Exercise objective –
Some entries follow. Reproduce exactly the lines starting at the one with "use std::collections::BTreeSet;" and stopping after the one with "request URL, so".

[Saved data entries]
────────────────
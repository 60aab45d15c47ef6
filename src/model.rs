/// ThreatLevel, ThreatStatus, UserRecord, Readings, FetchError, StoreError
/// core data structures and error handling
///
/// Core data types for the threat status service.
///
/// This module defines the shared domain model imported by all other modules.
/// It contains no I/O: only types, record paths and the invariants that hold
/// for every record written to or read from the versioned store.

use std::collections::BTreeSet;
use std::fmt;

use chrono::{DateTime, Utc};
use serde::{Deserialize, Serialize};

// ---------------------------------------------------------------------------
// Record paths
// ---------------------------------------------------------------------------

/// Store path of the singleton threat status record.
pub const THREAT_STATUS_PATH: &str = "threats/latest";

/// Provenance label used when no readings source contributed to a record.
pub const DEFAULT_SOURCE_LABEL: &str = "PAGASA";

pub fn threat_status_path() -> &'static str {
    THREAT_STATUS_PATH
}

/// Returns the store path for a user's record, `users/{user_id}`.
///
/// User ids end up inside a store path and, for the GitHub backend, inside a
/// request URL, so only ids shaped like `demo-user-1721800000000` pass.
pub fn user_record_path(user_id: &str) -> Result<String, StoreError> {
    validate_user_id(user_id)?;
    Ok(format!("users/{}", user_id))
}

/// Longest accepted user id.
pub const MAX_USER_ID_LEN: usize = 128;

/// Accepts `[A-Za-z0-9_-]{1,128}`.
pub fn validate_user_id(user_id: &str) -> Result<(), StoreError> {
    let well_formed = !user_id.is_empty()
        && user_id.len() <= MAX_USER_ID_LEN
        && user_id
            .bytes()
            .all(|b| b.is_ascii_alphanumeric() || b == b'-' || b == b'_');
    if !well_formed {
        return Err(StoreError::InvalidPath(user_id.to_string()));
    }
    Ok(())
}

// ---------------------------------------------------------------------------
// Threat levels
// ---------------------------------------------------------------------------

/// Threat severity, in ascending order.
#[derive(Debug, Clone, Copy, Default, PartialEq, Eq, PartialOrd, Ord, Hash, Serialize, Deserialize)]
#[serde(rename_all = "lowercase")]
pub enum ThreatLevel {
    #[default]
    Safe,
    Warning,
    Danger,
}

impl ThreatLevel {
    pub fn is_active(self) -> bool {
        self != ThreatLevel::Safe
    }

    pub fn as_str(self) -> &'static str {
        match self {
            ThreatLevel::Safe => "safe",
            ThreatLevel::Warning => "warning",
            ThreatLevel::Danger => "danger",
        }
    }
}

impl fmt::Display for ThreatLevel {
    fn fmt(&self, f: &mut fmt::Formatter<'_>) -> fmt::Result {
        f.write_str(self.as_str())
    }
}

impl std::str::FromStr for ThreatLevel {
    type Err = String;

    fn from_str(s: &str) -> Result<Self, Self::Err> {
        match s.trim().to_ascii_lowercase().as_str() {
            "safe" => Ok(ThreatLevel::Safe),
            "warning" => Ok(ThreatLevel::Warning),
            "danger" => Ok(ThreatLevel::Danger),
            other => Err(format!("unknown threat level: {}", other)),
        }
    }
}

// ---------------------------------------------------------------------------
// Locations
// ---------------------------------------------------------------------------

/// WGS84 coordinate pair. Serialized as `[lat, lng]`, the polygon format
/// clients already render.
#[derive(Debug, Clone, Copy, PartialEq, Serialize, Deserialize)]
#[serde(from = "[f64; 2]", into = "[f64; 2]")]
pub struct LatLng {
    pub lat: f64,
    pub lng: f64,
}

impl LatLng {
    pub const fn new(lat: f64, lng: f64) -> Self {
        Self { lat, lng }
    }
}

impl From<[f64; 2]> for LatLng {
    fn from(pair: [f64; 2]) -> Self {
        LatLng::new(pair[0], pair[1])
    }
}

impl From<LatLng> for [f64; 2] {
    fn from(point: LatLng) -> Self {
        [point.lat, point.lng]
    }
}

/// A user's saved home location.
#[derive(Debug, Clone, PartialEq, Serialize, Deserialize)]
pub struct HomeLocation {
    pub lat: f64,
    pub lng: f64,
    #[serde(default, skip_serializing_if = "Option::is_none")]
    pub address: Option<String>,
}

impl HomeLocation {
    pub fn point(&self) -> LatLng {
        LatLng::new(self.lat, self.lng)
    }
}

// ---------------------------------------------------------------------------
// Records
// ---------------------------------------------------------------------------

/// The published threat status, stored at [`THREAT_STATUS_PATH`].
///
/// Invariant: `is_active == (level != safe)` and `polygon.is_some() ==
/// is_active`. The constructors uphold it; records read back from the
/// store go through [`ThreatStatus::normalized`].
#[derive(Debug, Clone, PartialEq, Serialize, Deserialize)]
pub struct ThreatStatus {
    pub is_active: bool,
    pub level: ThreatLevel,
    pub description: String,
    #[serde(default)]
    pub polygon: Option<Vec<LatLng>>,
    pub timestamp: DateTime<Utc>,
    #[serde(default)]
    pub sources: BTreeSet<String>,
    /// Informational only; present when several classifier rules co-fired.
    #[serde(default, skip_serializing_if = "Option::is_none")]
    pub confidence_score: Option<u8>,
}

impl ThreatStatus {
    pub fn new(
        level: ThreatLevel,
        description: impl Into<String>,
        area: &[LatLng],
        timestamp: DateTime<Utc>,
        sources: BTreeSet<String>,
    ) -> Self {
        Self {
            is_active: level.is_active(),
            level,
            description: description.into(),
            polygon: level.is_active().then(|| area.to_vec()),
            timestamp,
            sources,
            confidence_score: None,
        }
    }

    /// Inactive record used when nothing has been published or a read failed.
    pub fn safe(description: impl Into<String>, timestamp: DateTime<Utc>) -> Self {
        let sources = BTreeSet::from([DEFAULT_SOURCE_LABEL.to_string()]);
        Self::new(ThreatLevel::Safe, description, &[], timestamp, sources)
    }

    /// Re-establishes the `is_active`/`polygon` invariant from `level`.
    pub fn normalized(mut self) -> Self {
        self.is_active = self.level.is_active();
        if !self.is_active {
            self.polygon = None;
        } else if self.polygon.is_none() {
            self.polygon = Some(Vec::new());
        }
        self
    }
}

/// One record per user, stored at `users/{user_id}`.
#[derive(Debug, Clone, PartialEq, Serialize, Deserialize)]
pub struct UserRecord {
    pub user_id: String,
    #[serde(default)]
    pub home_location: Option<HomeLocation>,
    #[serde(default)]
    pub is_safe: bool,
    pub created_at: DateTime<Utc>,
    pub updated_at: DateTime<Utc>,
    #[serde(default, skip_serializing_if = "Option::is_none")]
    pub last_safe_report: Option<DateTime<Utc>>,
}

impl UserRecord {
    pub fn new(user_id: impl Into<String>, now: DateTime<Utc>) -> Self {
        Self {
            user_id: user_id.into(),
            home_location: None,
            is_safe: false,
            created_at: now,
            updated_at: now,
            last_safe_report: None,
        }
    }
}

// ---------------------------------------------------------------------------
// Readings
// ---------------------------------------------------------------------------

/// Water level at a single sensor station, in meters.
#[derive(Debug, Clone, PartialEq, Serialize, Deserialize)]
pub struct StationLevel {
    pub station_id: String,
    pub level_m: f64,
}

/// The bag of numeric readings the classifier consumes.
///
/// Any field may be absent when no configured source reports it.
#[derive(Debug, Clone, Default, PartialEq, Serialize, Deserialize)]
pub struct Readings {
    #[serde(default)]
    pub precipitation_mm: Option<f64>,
    #[serde(default)]
    pub rain_intensity_mm_hr: Option<f64>,
    #[serde(default)]
    pub water_levels: Vec<StationLevel>,
}

impl Readings {
    /// Combines readings from two sources. Scalar readings keep the larger
    /// value; station levels are concatenated.
    pub fn merge(mut self, other: Readings) -> Readings {
        self.precipitation_mm = max_option(self.precipitation_mm, other.precipitation_mm);
        self.rain_intensity_mm_hr =
            max_option(self.rain_intensity_mm_hr, other.rain_intensity_mm_hr);
        self.water_levels.extend(other.water_levels);
        self
    }

    pub fn max_water_level(&self) -> Option<&StationLevel> {
        self.water_levels
            .iter()
            .max_by(|a, b| a.level_m.total_cmp(&b.level_m))
    }
}

fn max_option(a: Option<f64>, b: Option<f64>) -> Option<f64> {
    match (a, b) {
        (Some(x), Some(y)) => Some(x.max(y)),
        (x, None) => x,
        (None, y) => y,
    }
}

// ---------------------------------------------------------------------------
// Error types
// ---------------------------------------------------------------------------

/// Errors raised while fetching readings or remote status. Always transient
/// from the pipeline's point of view: callers degrade to a safe default.
#[derive(Debug, Clone, PartialEq, thiserror::Error)]
pub enum FetchError {
    /// Non-2xx HTTP response.
    #[error("HTTP error: {0}")]
    HttpError(u16),
    /// Connection failure, timeout, DNS.
    #[error("Transport error: {0}")]
    Transport(String),
    /// The response body could not be deserialized.
    #[error("Parse error: {0}")]
    ParseError(String),
    /// The response was well-formed but carried no usable values.
    #[error("No data available: {0}")]
    NoDataAvailable(String),
}

impl From<reqwest::Error> for FetchError {
    fn from(err: reqwest::Error) -> Self {
        if let Some(status) = err.status() {
            FetchError::HttpError(status.as_u16())
        } else if err.is_decode() {
            FetchError::ParseError(err.to_string())
        } else {
            FetchError::Transport(err.to_string())
        }
    }
}

/// Errors raised by a versioned record store.
///
/// An absent record is not an error; reads return `Ok(None)`.
#[derive(Debug, Clone, PartialEq, thiserror::Error)]
pub enum StoreError {
    /// The presented version token is stale (or the record already exists
    /// for a create-only write).
    #[error("version conflict at {path}")]
    VersionConflict { path: String },
    #[error("store transport error: {0}")]
    Transport(String),
    #[error("store returned HTTP {status} for {path}")]
    HttpStatus { status: u16, path: String },
    /// The stored document does not decode into the expected record.
    #[error("malformed record at {path}: {reason}")]
    Malformed { path: String, reason: String },
    #[error("invalid record path: {0:?}")]
    InvalidPath(String),
}

impl StoreError {
    pub fn is_conflict(&self) -> bool {
        matches!(self, StoreError::VersionConflict { .. })
    }
}

// ---------------------------------------------------------------------------
// Tests
// ---------------------------------------------------------------------------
────────────────
Task result –
use std::collections::BTreeSet;
use std::fmt;

use chrono::{DateTime, Utc};
use serde::{Deserialize, Serialize};

// ---------------------------------------------------------------------------
// Record paths
// ---------------------------------------------------------------------------

/// Store path of the singleton threat status record.
pub const THREAT_STATUS_PATH: &str = "threats/latest";

/// Provenance label used when no readings source contributed to a record.
pub const DEFAULT_SOURCE_LABEL: &str = "PAGASA";

pub fn threat_status_path() -> &'static str {
    THREAT_STATUS_PATH
}

/// Returns the store path for a user's record, `users/{user_id}`.
///
/// User ids end up inside a store path and, for the GitHub backend, inside a
/// request URL, so only ids shaped like `demo-user-1721800000000` pass.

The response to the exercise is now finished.